2012-05-03 Thread J, KEERTHY
On Wed, May 2, 2012 at 10:34 AM, J, KEERTHY j-keer...@ti.com wrote:
 On Tue, May 1, 2012 at 3:21 AM, Kevin Hilman khil...@ti.com wrote:
 Mark Brown broo...@opensource.wolfsonmicro.com writes:

 On Fri, Apr 27, 2012 at 02:01:17PM -0700, Kevin Hilman wrote:
 Mark Brown broo...@opensource.wolfsonmicro.com writes:

  But presumably these things should integrate somehow - for example,
  should devfreq and cpufreq be providing inputs into what AVS is doing,
  and if so how?

 The way it is currently designed, cpufreq/devfreq/regulator layers don't
 need to know about AVS.

 Yes, and that was a part of my concern, but see below.

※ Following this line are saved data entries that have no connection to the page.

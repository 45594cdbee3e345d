//! Projectile system: fire on the trigger edge, fly, hit the first thing
//! in the way.

use glam::Vec3;
use hecs::{Entity, World};

use skirmish_ai::locomotion::LocomotionController;
use skirmish_core::config::ProjectileConfig;
use skirmish_core::constants::ACTOR_RADIUS;
use skirmish_core::enums::ContactKind;
use skirmish_core::events::AgentEvent;
use skirmish_core::types::{InputSnapshot, Pose};

use crate::arena::Arena;
use crate::components::{enemy_center, EnemyAgent, Projectile};
use crate::match_tracker::MatchTracker;
use crate::physics::{segment_point_distance, sphere_overlaps_aabb};

pub fn run(
    world: &mut World,
    arena: &Arena,
    config: &ProjectileConfig,
    input: &InputSnapshot,
    dt: f32,
    tracker: &mut MatchTracker,
    events: &mut Vec<AgentEvent>,
) {
    if input.fire_pressed {
        fire(world, config);
    }

    let targets: Vec<(Entity, Vec3)> = world
        .query::<(&Pose, &EnemyAgent)>()
        .iter()
        .filter(|(_, (_, agent))| !agent.is_defeated())
        .map(|(entity, (pose, _))| (entity, enemy_center(pose)))
        .collect();

    let mut hits: Vec<(Entity, Entity)> = Vec::new();
    for (entity, (projectile, pose)) in world.query_mut::<(&mut Projectile, &mut Pose)>() {
        if projectile.spent {
            continue;
        }
        let start = pose.position;
        let end = start + projectile.velocity * dt;
        pose.position = end;
        projectile.remaining -= dt;

        let reach = ACTOR_RADIUS + projectile.radius;
        let struck = targets
            .iter()
            .filter(|(_, center)| segment_point_distance(start, end, *center) <= reach)
            .min_by(|a, b| start.distance(a.1).total_cmp(&start.distance(b.1)));
        if let Some((enemy, _)) = struck {
            hits.push((entity, *enemy));
        } else if arena
            .obstacles
            .iter()
            .any(|o| sphere_overlaps_aabb(end, projectile.radius, o))
        {
            projectile.spent = true;
        }
    }

    for (projectile_entity, enemy) in hits {
        let consumed = match world.get::<&mut EnemyAgent>(enemy) {
            Ok(mut agent) => {
                agent
                    .on_contact(ContactKind::Projectile, tracker, events)
                    .consume_other
            }
            Err(_) => false,
        };
        if consumed {
            if let Ok(mut projectile) = world.get::<&mut Projectile>(projectile_entity) {
                projectile.spent = true;
            }
        }
    }
}

/// Launch one projectile from the player's camera along its view direction.
fn fire(world: &mut World, config: &ProjectileConfig) {
    let muzzle = world
        .query::<(&Pose, &LocomotionController)>()
        .iter()
        .find(|(_, (_, controller))| !controller.health().is_defeated())
        .map(|(_, (pose, controller))| (*pose, controller.view_direction(pose)));
    let Some((pose, direction)) = muzzle else {
        return;
    };

    let origin = pose.position + direction * (ACTOR_RADIUS + config.radius);
    log::debug!("projectile fired from {origin} along {direction}");
    world.spawn((
        Projectile {
            velocity: direction * config.speed,
            remaining: config.lifetime,
            radius: config.radius,
            spent: false,
        },
        Pose::new(origin, pose.yaw_degrees),
    ));
}
//! Entity spawn factories for the arena.

use glam::Vec3;
use hecs::{Entity, World};
use rand::Rng;
use rand_chacha::ChaCha8Rng;

use skirmish_ai::locomotion::LocomotionController;
use skirmish_core::config::GameConfig;
use skirmish_core::types::Pose;

use crate::arena::Arena;
use crate::components::{actor_id, ContactState, EnemyAgent, NavAgent, Player, RigidBody};
use crate::match_tracker::MatchTracker;

/// Closest a scattered enemy may start to the player.
const MIN_SPAWN_SEPARATION: f32 = 6.0;

/// Attempts per enemy before giving up on a free spot.
const MAX_SPAWN_ATTEMPTS: usize = 32;

/// Spawn the player standing on the floor at `feet`, facing `yaw_degrees`.
pub fn spawn_player(
    world: &mut World,
    config: &GameConfig,
    feet: Vec3,
    yaw_degrees: f32,
) -> Entity {
    let entity = world.reserve_entity();
    let center = feet + Vec3::Y * (config.locomotion.collider_height / 2.0);
    let controller = LocomotionController::new(actor_id(entity), config.locomotion.clone());
    world.spawn_at(
        entity,
        (
            Player,
            Pose::new(center, yaw_degrees),
            RigidBody::default(),
            controller,
        ),
    );
    entity
}

/// Spawn an enemy on the floor at `pose` and count it toward the match.
pub fn spawn_enemy(
    world: &mut World,
    config: &GameConfig,
    tracker: &mut MatchTracker,
    pose: Pose,
) -> Entity {
    let entity = world.reserve_entity();
    let agent = EnemyAgent::new(
        actor_id(entity),
        config.combat.clone(),
        &pose,
        NavAgent::at(pose.position),
    );
    world.spawn_at(entity, (pose, agent, ContactState::default()));
    tracker.register_enemy();
    entity
}

/// Scatter `count` enemies over free walkable ground, keeping clear of
/// `avoid`. Returns the entities actually spawned.
pub fn scatter_enemies(
    world: &mut World,
    rng: &mut ChaCha8Rng,
    arena: &Arena,
    config: &GameConfig,
    tracker: &mut MatchTracker,
    count: usize,
    avoid: Vec3,
) -> Vec<Entity> {
    let mut spawned = Vec::with_capacity(count);
    for _ in 0..count {
        let spot = (0..MAX_SPAWN_ATTEMPTS).find_map(|_| {
            let x = rng.gen_range(arena.walkable_min.x..=arena.walkable_max.x);
            let z = rng.gen_range(arena.walkable_min.y..=arena.walkable_max.y);
            let point = Vec3::new(x, arena.floor_y, z);
            let clear = Vec3::new(avoid.x - x, 0.0, avoid.z - z).length() >= MIN_SPAWN_SEPARATION;
            (clear && !arena.is_blocked(point)).then_some(point)
        });
        match spot {
            Some(point) => {
                let yaw = rng.gen_range(0.0..360.0);
                spawned.push(spawn_enemy(world, config, tracker, Pose::new(point, yaw)));
            }
            None => log::warn!("no free spawn point for enemy, skipping"),
        }
    }
    spawned
}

 The higher-level layers only know about the nominal voltage.  AVS
 hardware does automatic, adaptive, micro-adjustments around that nominal
 voltage, and these micro-adjustments are managed by the AVS hardware
 sending commands to the PMIC.  (specifically, on OMAP, the AVS sensors
 provide inputs to the voltage processor (VP) which provide inputs to the
 voltage controller (VC) which sends commands to the PMIC[1].)

 Right, that's what I'd understood it to be.

 The driver proposed here is primarily for initializing the various
 parameters/sensitivity/etc. of the AVS hardware, but the actual voltage
 adjustments are done in hardware by VC/VP.

 It's not just a driver, though - it's also creating this power/avs
 thing, though now I look at the code rather than just its shape there's
 not actually an abstraction being added here, it's mostly just straight
 code motion of the arch/arm code that's there already.  The changelog
 and the shape of the code make it sound like this is intended to be
 somewhat generic when really it's providing some OMAP specific tuning
 for the device which is much less of a concern.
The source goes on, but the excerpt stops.